In the al-Nuseirat refugee camp in central Gaza, 34-year-old Hanin al-Mabhouh faces a similar ordeal. Confined to a wheelchair after an Israeli airstrike hit her home in July 2024, she lost her left leg and four of her daughters in the same attack.
"I was preparing lunch for my girls," al-Mabhouh recalled, her voice trembling. "My youngest was laughing as she helped me in the kitchen. Suddenly, there was a deafening sound - fire and dust everywhere. I woke up in the hospital with one leg gone and all my daughters gone too."
"I lost everything in an instant -- my home, my family, even my ability to stand," she lamented. "Now I live on aid that barely covers food, let alone medicine."

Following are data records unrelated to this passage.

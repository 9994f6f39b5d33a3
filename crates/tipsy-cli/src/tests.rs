use std::path::PathBuf;
use std::sync::Arc;

use pretty_assertions::assert_eq;
use tempfile::{tempdir, TempDir};
use tipsy_core::cloud::{Authorization, CloudServices, MemoryCloud, StaticAuthorizer};
use tipsy_core::config::AppPaths;
use tipsy_core::{DiaryEntry, EntryId};

use crate::cli::{AddArgs, EditArgs, LoginArgs, TagCommands};
use crate::commands::account::{login_authorizer, run_login, run_logout, run_nickname};
use crate::commands::backup::{run_backup, run_cloud_delete, run_restore};
use crate::commands::common::{render_rating, resolve_data_dir, resolve_entry, Session};
use crate::commands::entries::{run_add, run_delete, run_edit, run_list, run_stats};
use crate::commands::tags::run_tags;
use crate::error::CliError;

fn session() -> (TempDir, Session) {
    let tmp = tempdir().unwrap();
    let paths = AppPaths::new(tmp.path().join("data")).with_scratch_dir(tmp.path().join("scratch"));
    let session = Session::open_with(paths).unwrap();
    (tmp, session)
}

fn add_args(name: &str) -> AddArgs {
    AddArgs {
        name: name.to_string(),
        rating: 4,
        image: "https://cdn.example.com/drink.jpg".to_string(),
        location: Some("Bar Termini".to_string()),
        notes: None,
        price: Some(12.0),
        tags: vec!["Bitter".to_string(), " Amaro ".to_string()],
    }
}

fn edit_args(id: &str) -> EditArgs {
    EditArgs {
        id: id.to_string(),
        name: None,
        rating: None,
        image: None,
        location: None,
        notes: None,
        price: None,
        toggle_tags: Vec::new(),
    }
}

fn seed(session: &Session, id: &str, name: &str) -> DiaryEntry {
    let entry = DiaryEntry {
        id: EntryId::from(id),
        ..DiaryEntry::new(name, 3)
    };
    session.store.save(entry).unwrap()
}

fn memory_cloud(nickname: &str) -> (MemoryCloud, CloudServices) {
    let cloud = MemoryCloud::new("o-1");
    let authorizer = StaticAuthorizer::granted(Authorization {
        nickname: nickname.to_string(),
        avatar_url: String::new(),
        code: Some("code-1".to_string()),
    });
    let services = cloud.services(Arc::new(authorizer));
    (cloud, services)
}

#[test]
fn resolve_data_dir_prefers_flag_then_env_then_platform() {
    let platform = Some(PathBuf::from("/home/ada/.local/share"));
    assert_eq!(
        resolve_data_dir(
            Some(PathBuf::from("/tmp/flag")),
            Some("/tmp/env".to_string()),
            platform.clone()
        ),
        PathBuf::from("/tmp/flag")
    );
    assert_eq!(
        resolve_data_dir(None, Some(" /tmp/env ".to_string()), platform.clone()),
        PathBuf::from("/tmp/env")
    );
    assert_eq!(
        resolve_data_dir(None, Some("  ".to_string()), platform),
        PathBuf::from("/home/ada/.local/share/tipsy")
    );
    assert_eq!(resolve_data_dir(None, None, None), PathBuf::from(".tipsy"));
}

#[test]
fn render_rating_fills_stars() {
    assert_eq!(render_rating(3), "★★★☆☆");
    assert_eq!(render_rating(0), "☆☆☆☆☆");
    assert_eq!(render_rating(9), "★★★★★");
}

#[test]
fn resolve_entry_supports_exact_and_prefix_id() {
    let (_tmp, session) = session();
    seed(&session, "0192aaaa-1111", "Negroni");
    seed(&session, "0192aaaa-2222", "Boulevardier");
    seed(&session, "0193bbbb-3333", "Paloma");

    assert_eq!(
        resolve_entry(&session.store, "0192aaaa-1111").unwrap().name,
        "Negroni"
    );
    assert_eq!(resolve_entry(&session.store, " 0193 ").unwrap().name, "Paloma");
    assert!(matches!(
        resolve_entry(&session.store, "0192"),
        Err(CliError::AmbiguousEntryId(_))
    ));
    assert!(matches!(
        resolve_entry(&session.store, "ffff"),
        Err(CliError::EntryNotFound(_))
    ));
    assert!(matches!(
        resolve_entry(&session.store, "  "),
        Err(CliError::EmptyEntryId)
    ));
}

#[test]
fn add_saves_entry_and_registers_custom_tags() {
    let (_tmp, session) = session();
    run_add(&session, add_args("Negroni")).unwrap();

    let entries = session.store.list();
    assert_eq!(entries.len(), 1);
    assert_eq!(entries[0].name, "Negroni");
    assert_eq!(entries[0].tags, vec!["Bitter", "Amaro"]);
    assert_eq!(
        entries[0].image_path.as_deref(),
        Some("https://cdn.example.com/drink.jpg")
    );
    assert_eq!(session.store.list_tags(), vec!["Amaro"]);
}

#[test]
fn add_rejects_invalid_draft_before_touching_the_image() {
    let (tmp, session) = session();
    let mut args = add_args("Negroni");
    args.rating = 0;
    args.image = tmp.path().join("missing.jpg").to_string_lossy().into_owned();

    assert!(matches!(
        run_add(&session, args),
        Err(CliError::Core(tipsy_core::Error::Validation(_)))
    ));
    assert!(session.store.list().is_empty());
}

#[test]
fn add_with_unreadable_image_saves_nothing() {
    let (tmp, session) = session();
    let picked = tmp.path().join("broken.jpg");
    std::fs::write(&picked, b"not an image").unwrap();
    let mut args = add_args("Negroni");
    args.image = picked.to_string_lossy().into_owned();

    assert!(matches!(
        run_add(&session, args),
        Err(CliError::Core(tipsy_core::Error::Compression(_)))
    ));
    assert!(session.store.list().is_empty());
    assert!(!session.paths.images_dir().exists());
}

#[test]
fn edit_updates_fields_and_toggles_tags() {
    let (_tmp, session) = session();
    run_add(&session, add_args("Negroni")).unwrap();
    let created = session.store.list().remove(0);

    let mut args = edit_args(&created.id.as_str()[..8]);
    args.rating = Some(5);
    args.location = Some(String::new());
    args.toggle_tags = vec!["Bitter".to_string(), "Smoky".to_string()];
    run_edit(&session, args).unwrap();

    let edited = session.store.get_by_id(created.id.as_str()).unwrap();
    assert_eq!(edited.rating, 5);
    assert_eq!(edited.location, None);
    assert_eq!(edited.tags, vec!["Amaro", "Smoky"]);
    assert_eq!(edited.create_time, created.create_time);
    assert_eq!(session.store.list_tags(), vec!["Amaro"]);
}

#[test]
fn delete_removes_entry() {
    let (_tmp, session) = session();
    seed(&session, "0192aaaa-1111", "Negroni");
    run_delete(&session, "0192aaaa").unwrap();
    assert!(session.store.list().is_empty());
    assert!(matches!(
        run_delete(&session, "0192aaaa"),
        Err(CliError::EntryNotFound(_))
    ));
}

#[test]
fn list_and_stats_run_on_empty_and_filled_diary() {
    let (_tmp, session) = session();
    run_list(&session, None, None, false).unwrap();
    run_stats(&session, true).unwrap();

    run_add(&session, add_args("Negroni")).unwrap();
    run_add(&session, add_args("Americano")).unwrap();
    run_list(&session, Some(1), Some("Bitter"), true).unwrap();
    run_list(&session, None, None, false).unwrap();
    run_stats(&session, false).unwrap();
}

#[test]
fn tags_add_trims_and_rejects_empty() {
    let (_tmp, session) = session();
    run_tags(
        &session,
        TagCommands::Add {
            tag: " Peaty ".to_string(),
        },
    )
    .unwrap();
    assert!(run_tags(
        &session,
        TagCommands::Add {
            tag: "   ".to_string()
        }
    )
    .is_err());
    run_tags(&session, TagCommands::List).unwrap();
    assert_eq!(session.store.list_tags(), vec!["Peaty"]);
}

#[test]
fn login_authorizer_uses_flags() {
    let authorizer = login_authorizer(LoginArgs {
        nickname: Some(" Ada ".to_string()),
        avatar_url: Some("https://cdn.example.com/ada.png".to_string()),
        code: None,
    })
    .unwrap();
    let expected = StaticAuthorizer::granted(Authorization {
        nickname: "Ada".to_string(),
        avatar_url: "https://cdn.example.com/ada.png".to_string(),
        code: None,
    });
    assert_eq!(format!("{authorizer:?}"), format!("{expected:?}"));
}

#[tokio::test]
async fn login_caches_identity_and_logout_clears_it() {
    let (_tmp, session) = session();
    let (cloud, services) = memory_cloud("Ada");

    run_login(&session, services.clone()).await.unwrap();
    let identity = session.cache.load().unwrap();
    assert_eq!(identity.openid, "o-1");
    assert_eq!(identity.nickname, "Ada");
    assert!(cloud.user("o-1").is_some());

    run_nickname(&session, services, "Grace").await.unwrap();
    assert_eq!(session.cache.load().unwrap().nickname, "Grace");

    run_logout(&session).unwrap();
    assert!(session.cache.load().is_none());
}

#[tokio::test]
async fn declined_login_is_a_soft_cancellation() {
    let (_tmp, session) = session();
    let cloud = MemoryCloud::new("o-1");
    let services = cloud.services(Arc::new(StaticAuthorizer::declined()));

    let error = run_login(&session, services).await.unwrap_err();
    assert!(error.is_soft_cancellation());
    assert!(session.cache.load().is_none());
}

#[tokio::test]
async fn backup_then_restore_round_trips_the_diary() {
    let (_tmp, session) = session();
    let (cloud, services) = memory_cloud("Ada");
    run_login(&session, services.clone()).await.unwrap();
    run_add(&session, add_args("Negroni")).unwrap();
    run_add(&session, add_args("Americano")).unwrap();
    let before = session.store.list();

    run_backup(&session, services.clone()).await.unwrap();
    assert_eq!(cloud.entries().len(), 2);

    session.store.clear().unwrap();
    run_restore(&session, services, true).await.unwrap();
    let ids = |entries: Vec<DiaryEntry>| {
        let mut ids: Vec<EntryId> = entries.into_iter().map(|entry| entry.id).collect();
        ids.sort();
        ids
    };
    assert_eq!(ids(session.store.list()), ids(before));
}

#[tokio::test]
async fn cloud_commands_require_login() {
    let (_tmp, session) = session();
    let (_cloud, services) = memory_cloud("Ada");

    assert!(matches!(
        run_backup(&session, services.clone()).await,
        Err(CliError::Core(tipsy_core::Error::NotAuthenticated))
    ));
    assert!(matches!(
        run_cloud_delete(&session, services, true).await,
        Err(CliError::Core(tipsy_core::Error::NotAuthenticated))
    ));
}

#[tokio::test]
async fn cloud_delete_wipes_remote_copy_only() {
    let (_tmp, session) = session();
    let (cloud, services) = memory_cloud("Ada");
    run_login(&session, services.clone()).await.unwrap();
    run_add(&session, add_args("Negroni")).unwrap();
    run_backup(&session, services.clone()).await.unwrap();

    run_cloud_delete(&session, services, true).await.unwrap();
    assert!(cloud.entries().is_empty());
    assert_eq!(session.store.list().len(), 1);
}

Doctors told al-Mabhouh she needs surgery to install a prosthetic limb and long-term physical therapy to regain movement, but all medical referrals have been frozen due to border closures. "I submitted my papers several times for treatment abroad, but no one responded. Every day that passes, my hope grows weaker."
The cases of Abu Madi and al-Mabhouh reflect a growing humanitarian crisis. More than 18,500 patients and wounded people urgently need to travel abroad for medical treatment, yet only 680 have been able to leave the Gaza Strip since the beginning of this year, according to Monir al-Borsh, director general of Gaza's health authorities.
"Requests for medical evacuation are often delayed or denied despite the completion of all international procedures. Thousands of lives could be saved if patients were allowed to leave, but many die waiting," al-Borsh told Xinhua.
Al-Borsh warned that Gaza's health system is "on the verge of total collapse," as fuel shortages have forced the shutdown of X-ray machines and hospital generators, while medical teams are working "under extreme pressure for long hours, often without rest or adequate supplies."
The process of medical evacuation for Gaza's patients is coordinated through international mechanisms supervised by the World Health Organization (WHO) and partner agencies, which arrange transfers to hospitals in Egypt, Jordan, the United Arab Emirates, Qatar, Trkiye, and several European Union countries, according to the WHO.
However, these medical evacuations -- once a lifeline for thousands of critical cases - have sharply declined over the past year, particularly since May, due to the ongoing closure of the Rafah border crossing, the WHO said in a press statement issued in late September.
It stressed that a ceasefire and guaranteed safe access are essential to sustain evacuation operations and save lives, urging members to expand humanitarian corridors through Egypt and Jordan and restore the medical transfer route to the West Bank, including East Jerusalem.
"Every day we see dozens of cases like Nour and Hanin," al-Borsh added. "Some of them could be saved if treated in time, but the borders and time decide their fate."